• _Task details_
Would you show every line from the records that holds "LoopBack"?

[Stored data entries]
________________

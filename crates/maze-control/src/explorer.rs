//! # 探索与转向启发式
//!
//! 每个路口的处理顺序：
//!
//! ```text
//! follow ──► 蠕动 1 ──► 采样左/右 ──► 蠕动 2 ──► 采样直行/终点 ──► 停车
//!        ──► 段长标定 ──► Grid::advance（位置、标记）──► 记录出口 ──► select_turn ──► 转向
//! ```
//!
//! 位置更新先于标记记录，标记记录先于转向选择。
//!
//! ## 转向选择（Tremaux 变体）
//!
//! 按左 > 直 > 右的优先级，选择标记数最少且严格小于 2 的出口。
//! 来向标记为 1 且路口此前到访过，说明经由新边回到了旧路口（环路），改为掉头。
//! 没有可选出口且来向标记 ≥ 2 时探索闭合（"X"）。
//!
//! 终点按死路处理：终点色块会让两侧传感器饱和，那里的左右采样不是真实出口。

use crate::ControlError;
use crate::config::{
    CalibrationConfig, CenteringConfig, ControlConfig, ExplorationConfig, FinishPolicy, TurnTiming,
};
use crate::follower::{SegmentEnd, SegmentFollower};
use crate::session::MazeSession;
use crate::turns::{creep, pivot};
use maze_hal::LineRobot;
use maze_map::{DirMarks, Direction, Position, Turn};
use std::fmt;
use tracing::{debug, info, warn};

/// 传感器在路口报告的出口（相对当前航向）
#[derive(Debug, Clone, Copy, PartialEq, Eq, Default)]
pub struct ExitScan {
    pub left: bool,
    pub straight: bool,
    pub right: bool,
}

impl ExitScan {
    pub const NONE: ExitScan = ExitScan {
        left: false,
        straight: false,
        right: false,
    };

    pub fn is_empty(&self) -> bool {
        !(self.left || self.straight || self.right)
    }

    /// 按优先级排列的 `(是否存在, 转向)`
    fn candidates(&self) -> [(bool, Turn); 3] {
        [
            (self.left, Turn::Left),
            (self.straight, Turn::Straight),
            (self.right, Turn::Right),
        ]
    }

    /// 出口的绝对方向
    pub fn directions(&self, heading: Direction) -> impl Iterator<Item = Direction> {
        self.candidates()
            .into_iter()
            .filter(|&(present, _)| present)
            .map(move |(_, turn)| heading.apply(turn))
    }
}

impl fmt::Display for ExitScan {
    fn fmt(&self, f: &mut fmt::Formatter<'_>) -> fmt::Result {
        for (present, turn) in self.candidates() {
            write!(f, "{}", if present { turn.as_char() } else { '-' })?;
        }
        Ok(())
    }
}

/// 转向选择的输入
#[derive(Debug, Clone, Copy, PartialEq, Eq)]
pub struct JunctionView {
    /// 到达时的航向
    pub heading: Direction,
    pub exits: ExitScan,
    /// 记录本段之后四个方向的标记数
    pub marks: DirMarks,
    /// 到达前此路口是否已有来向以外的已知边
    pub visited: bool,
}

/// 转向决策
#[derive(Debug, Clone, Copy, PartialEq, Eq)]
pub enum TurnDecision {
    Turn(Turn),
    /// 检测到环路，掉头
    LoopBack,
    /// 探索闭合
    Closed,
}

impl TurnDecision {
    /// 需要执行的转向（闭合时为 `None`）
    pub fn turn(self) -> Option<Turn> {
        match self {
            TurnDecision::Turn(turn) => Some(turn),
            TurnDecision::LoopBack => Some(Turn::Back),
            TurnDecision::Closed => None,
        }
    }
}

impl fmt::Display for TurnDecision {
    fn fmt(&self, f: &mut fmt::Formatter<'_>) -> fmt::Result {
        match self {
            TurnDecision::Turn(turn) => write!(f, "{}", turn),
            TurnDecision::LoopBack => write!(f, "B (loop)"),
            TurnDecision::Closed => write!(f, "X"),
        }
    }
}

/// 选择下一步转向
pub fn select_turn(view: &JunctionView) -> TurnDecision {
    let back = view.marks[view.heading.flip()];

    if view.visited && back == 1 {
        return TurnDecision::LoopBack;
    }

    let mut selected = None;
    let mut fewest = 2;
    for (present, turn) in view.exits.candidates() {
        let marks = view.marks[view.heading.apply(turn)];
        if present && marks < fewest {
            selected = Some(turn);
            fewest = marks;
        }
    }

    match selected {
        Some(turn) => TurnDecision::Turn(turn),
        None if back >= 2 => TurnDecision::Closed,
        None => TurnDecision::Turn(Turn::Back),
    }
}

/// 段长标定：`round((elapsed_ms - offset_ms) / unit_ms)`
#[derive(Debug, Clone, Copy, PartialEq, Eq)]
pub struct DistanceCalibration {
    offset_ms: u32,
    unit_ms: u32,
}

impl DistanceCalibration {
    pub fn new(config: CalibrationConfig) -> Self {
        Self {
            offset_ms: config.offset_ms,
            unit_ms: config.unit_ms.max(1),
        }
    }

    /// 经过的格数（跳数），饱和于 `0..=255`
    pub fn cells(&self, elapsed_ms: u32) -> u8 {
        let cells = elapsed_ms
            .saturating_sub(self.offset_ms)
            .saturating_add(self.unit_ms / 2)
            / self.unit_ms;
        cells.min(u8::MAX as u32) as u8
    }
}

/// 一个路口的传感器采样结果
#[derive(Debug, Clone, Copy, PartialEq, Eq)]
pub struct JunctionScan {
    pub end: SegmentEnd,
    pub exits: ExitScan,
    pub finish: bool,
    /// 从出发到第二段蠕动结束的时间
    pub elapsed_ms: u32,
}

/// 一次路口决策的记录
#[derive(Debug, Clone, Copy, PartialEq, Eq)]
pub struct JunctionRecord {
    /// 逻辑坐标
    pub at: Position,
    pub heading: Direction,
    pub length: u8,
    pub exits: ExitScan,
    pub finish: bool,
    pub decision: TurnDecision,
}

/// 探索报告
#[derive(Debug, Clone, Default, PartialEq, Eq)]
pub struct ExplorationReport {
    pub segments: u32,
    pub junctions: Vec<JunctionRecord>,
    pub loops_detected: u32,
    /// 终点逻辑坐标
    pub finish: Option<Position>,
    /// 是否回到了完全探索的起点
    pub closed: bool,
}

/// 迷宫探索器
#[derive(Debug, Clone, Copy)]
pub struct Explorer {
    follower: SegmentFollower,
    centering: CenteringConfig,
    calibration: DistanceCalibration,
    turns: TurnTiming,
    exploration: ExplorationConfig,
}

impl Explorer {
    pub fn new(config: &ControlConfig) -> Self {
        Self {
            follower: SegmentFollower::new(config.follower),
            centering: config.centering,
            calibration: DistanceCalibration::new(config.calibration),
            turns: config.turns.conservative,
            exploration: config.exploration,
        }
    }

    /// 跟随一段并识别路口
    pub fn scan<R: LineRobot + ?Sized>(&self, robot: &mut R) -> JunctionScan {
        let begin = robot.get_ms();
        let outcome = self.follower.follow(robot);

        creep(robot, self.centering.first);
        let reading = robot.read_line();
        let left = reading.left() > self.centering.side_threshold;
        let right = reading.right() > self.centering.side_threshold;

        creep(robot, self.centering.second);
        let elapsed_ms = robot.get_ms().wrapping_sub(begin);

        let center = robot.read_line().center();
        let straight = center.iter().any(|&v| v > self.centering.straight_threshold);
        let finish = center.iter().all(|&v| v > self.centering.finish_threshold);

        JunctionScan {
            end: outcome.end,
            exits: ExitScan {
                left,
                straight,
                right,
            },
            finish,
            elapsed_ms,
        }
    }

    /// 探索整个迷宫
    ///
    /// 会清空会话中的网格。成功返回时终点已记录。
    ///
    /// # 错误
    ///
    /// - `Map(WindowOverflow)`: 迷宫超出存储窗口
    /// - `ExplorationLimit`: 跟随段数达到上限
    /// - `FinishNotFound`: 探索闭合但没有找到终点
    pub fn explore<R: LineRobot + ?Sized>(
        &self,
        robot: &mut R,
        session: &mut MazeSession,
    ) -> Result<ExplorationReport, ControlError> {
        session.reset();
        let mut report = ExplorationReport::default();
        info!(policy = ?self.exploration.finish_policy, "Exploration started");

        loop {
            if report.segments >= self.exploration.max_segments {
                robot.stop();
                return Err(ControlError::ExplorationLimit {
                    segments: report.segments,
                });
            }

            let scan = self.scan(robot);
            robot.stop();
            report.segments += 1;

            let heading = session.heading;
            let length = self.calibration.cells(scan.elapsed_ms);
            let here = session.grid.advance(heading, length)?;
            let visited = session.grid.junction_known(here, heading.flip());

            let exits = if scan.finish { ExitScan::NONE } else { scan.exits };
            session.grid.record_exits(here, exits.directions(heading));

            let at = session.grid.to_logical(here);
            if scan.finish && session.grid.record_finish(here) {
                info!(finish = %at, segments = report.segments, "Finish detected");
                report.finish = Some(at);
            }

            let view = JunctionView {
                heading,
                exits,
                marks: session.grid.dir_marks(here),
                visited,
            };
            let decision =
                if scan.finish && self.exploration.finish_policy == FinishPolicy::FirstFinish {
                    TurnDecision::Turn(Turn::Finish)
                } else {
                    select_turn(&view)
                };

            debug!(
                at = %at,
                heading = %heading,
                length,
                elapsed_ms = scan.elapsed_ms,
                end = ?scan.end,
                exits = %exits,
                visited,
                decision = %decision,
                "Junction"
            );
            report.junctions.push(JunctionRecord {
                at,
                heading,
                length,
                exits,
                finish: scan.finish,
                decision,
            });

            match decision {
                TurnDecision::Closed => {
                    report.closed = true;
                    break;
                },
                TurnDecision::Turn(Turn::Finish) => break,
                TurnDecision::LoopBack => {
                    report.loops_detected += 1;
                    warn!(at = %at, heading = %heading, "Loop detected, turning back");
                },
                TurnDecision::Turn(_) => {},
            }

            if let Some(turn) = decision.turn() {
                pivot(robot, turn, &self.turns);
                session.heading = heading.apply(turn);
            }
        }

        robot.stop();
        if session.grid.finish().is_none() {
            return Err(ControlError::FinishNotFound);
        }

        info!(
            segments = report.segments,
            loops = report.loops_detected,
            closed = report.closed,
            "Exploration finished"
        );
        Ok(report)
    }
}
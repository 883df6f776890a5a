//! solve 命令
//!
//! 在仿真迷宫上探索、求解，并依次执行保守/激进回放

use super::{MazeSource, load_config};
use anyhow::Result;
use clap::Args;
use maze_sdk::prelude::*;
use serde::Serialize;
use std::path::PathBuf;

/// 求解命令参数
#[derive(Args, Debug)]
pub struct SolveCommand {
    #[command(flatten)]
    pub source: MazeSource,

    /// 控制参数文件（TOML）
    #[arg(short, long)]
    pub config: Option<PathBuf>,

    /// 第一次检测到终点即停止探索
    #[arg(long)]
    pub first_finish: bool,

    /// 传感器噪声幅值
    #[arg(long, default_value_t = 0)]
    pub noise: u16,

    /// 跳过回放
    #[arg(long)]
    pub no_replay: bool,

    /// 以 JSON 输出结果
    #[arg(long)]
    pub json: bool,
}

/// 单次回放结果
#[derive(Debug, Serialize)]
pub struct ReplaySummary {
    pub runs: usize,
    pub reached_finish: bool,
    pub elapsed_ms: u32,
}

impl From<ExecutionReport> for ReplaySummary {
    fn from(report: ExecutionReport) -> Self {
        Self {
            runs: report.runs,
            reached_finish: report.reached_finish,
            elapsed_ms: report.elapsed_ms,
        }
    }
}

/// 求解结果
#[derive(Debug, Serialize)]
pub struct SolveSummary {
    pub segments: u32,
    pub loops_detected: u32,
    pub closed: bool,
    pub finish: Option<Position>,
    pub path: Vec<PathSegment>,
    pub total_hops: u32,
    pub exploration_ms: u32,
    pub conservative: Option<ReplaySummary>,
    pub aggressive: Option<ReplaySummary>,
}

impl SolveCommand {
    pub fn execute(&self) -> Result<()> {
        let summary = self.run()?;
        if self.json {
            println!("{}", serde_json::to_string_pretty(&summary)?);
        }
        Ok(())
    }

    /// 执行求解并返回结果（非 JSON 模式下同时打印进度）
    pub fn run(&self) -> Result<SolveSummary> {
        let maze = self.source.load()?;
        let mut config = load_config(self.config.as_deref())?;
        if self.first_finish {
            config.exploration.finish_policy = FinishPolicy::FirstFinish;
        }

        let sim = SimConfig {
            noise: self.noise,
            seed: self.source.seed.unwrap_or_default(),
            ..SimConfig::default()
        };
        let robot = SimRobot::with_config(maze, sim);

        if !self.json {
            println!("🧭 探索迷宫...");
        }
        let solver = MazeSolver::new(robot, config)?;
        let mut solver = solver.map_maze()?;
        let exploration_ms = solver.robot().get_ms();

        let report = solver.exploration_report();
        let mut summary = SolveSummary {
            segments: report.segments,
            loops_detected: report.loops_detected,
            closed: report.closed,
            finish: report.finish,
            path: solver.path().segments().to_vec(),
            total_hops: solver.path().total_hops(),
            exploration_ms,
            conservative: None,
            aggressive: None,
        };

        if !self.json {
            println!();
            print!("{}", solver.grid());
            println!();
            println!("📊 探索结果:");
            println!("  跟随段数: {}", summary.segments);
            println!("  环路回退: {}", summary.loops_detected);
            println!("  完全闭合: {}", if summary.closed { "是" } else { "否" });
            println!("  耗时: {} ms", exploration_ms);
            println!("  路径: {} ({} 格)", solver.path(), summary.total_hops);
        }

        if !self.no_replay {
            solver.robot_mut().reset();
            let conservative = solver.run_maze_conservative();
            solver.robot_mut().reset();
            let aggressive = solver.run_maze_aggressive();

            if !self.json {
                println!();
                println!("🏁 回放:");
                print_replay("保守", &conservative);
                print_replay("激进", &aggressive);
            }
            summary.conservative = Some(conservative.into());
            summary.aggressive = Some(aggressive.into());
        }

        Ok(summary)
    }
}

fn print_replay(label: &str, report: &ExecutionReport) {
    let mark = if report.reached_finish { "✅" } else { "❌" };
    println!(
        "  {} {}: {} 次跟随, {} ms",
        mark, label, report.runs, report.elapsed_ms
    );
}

________________

• _Answer space_
    LoopBack,
            TurnDecision::LoopBack => Some(Turn::Back),
            TurnDecision::LoopBack => write!(f, "B (loop)"),
        return TurnDecision::LoopBack;
                TurnDecision::LoopBack => {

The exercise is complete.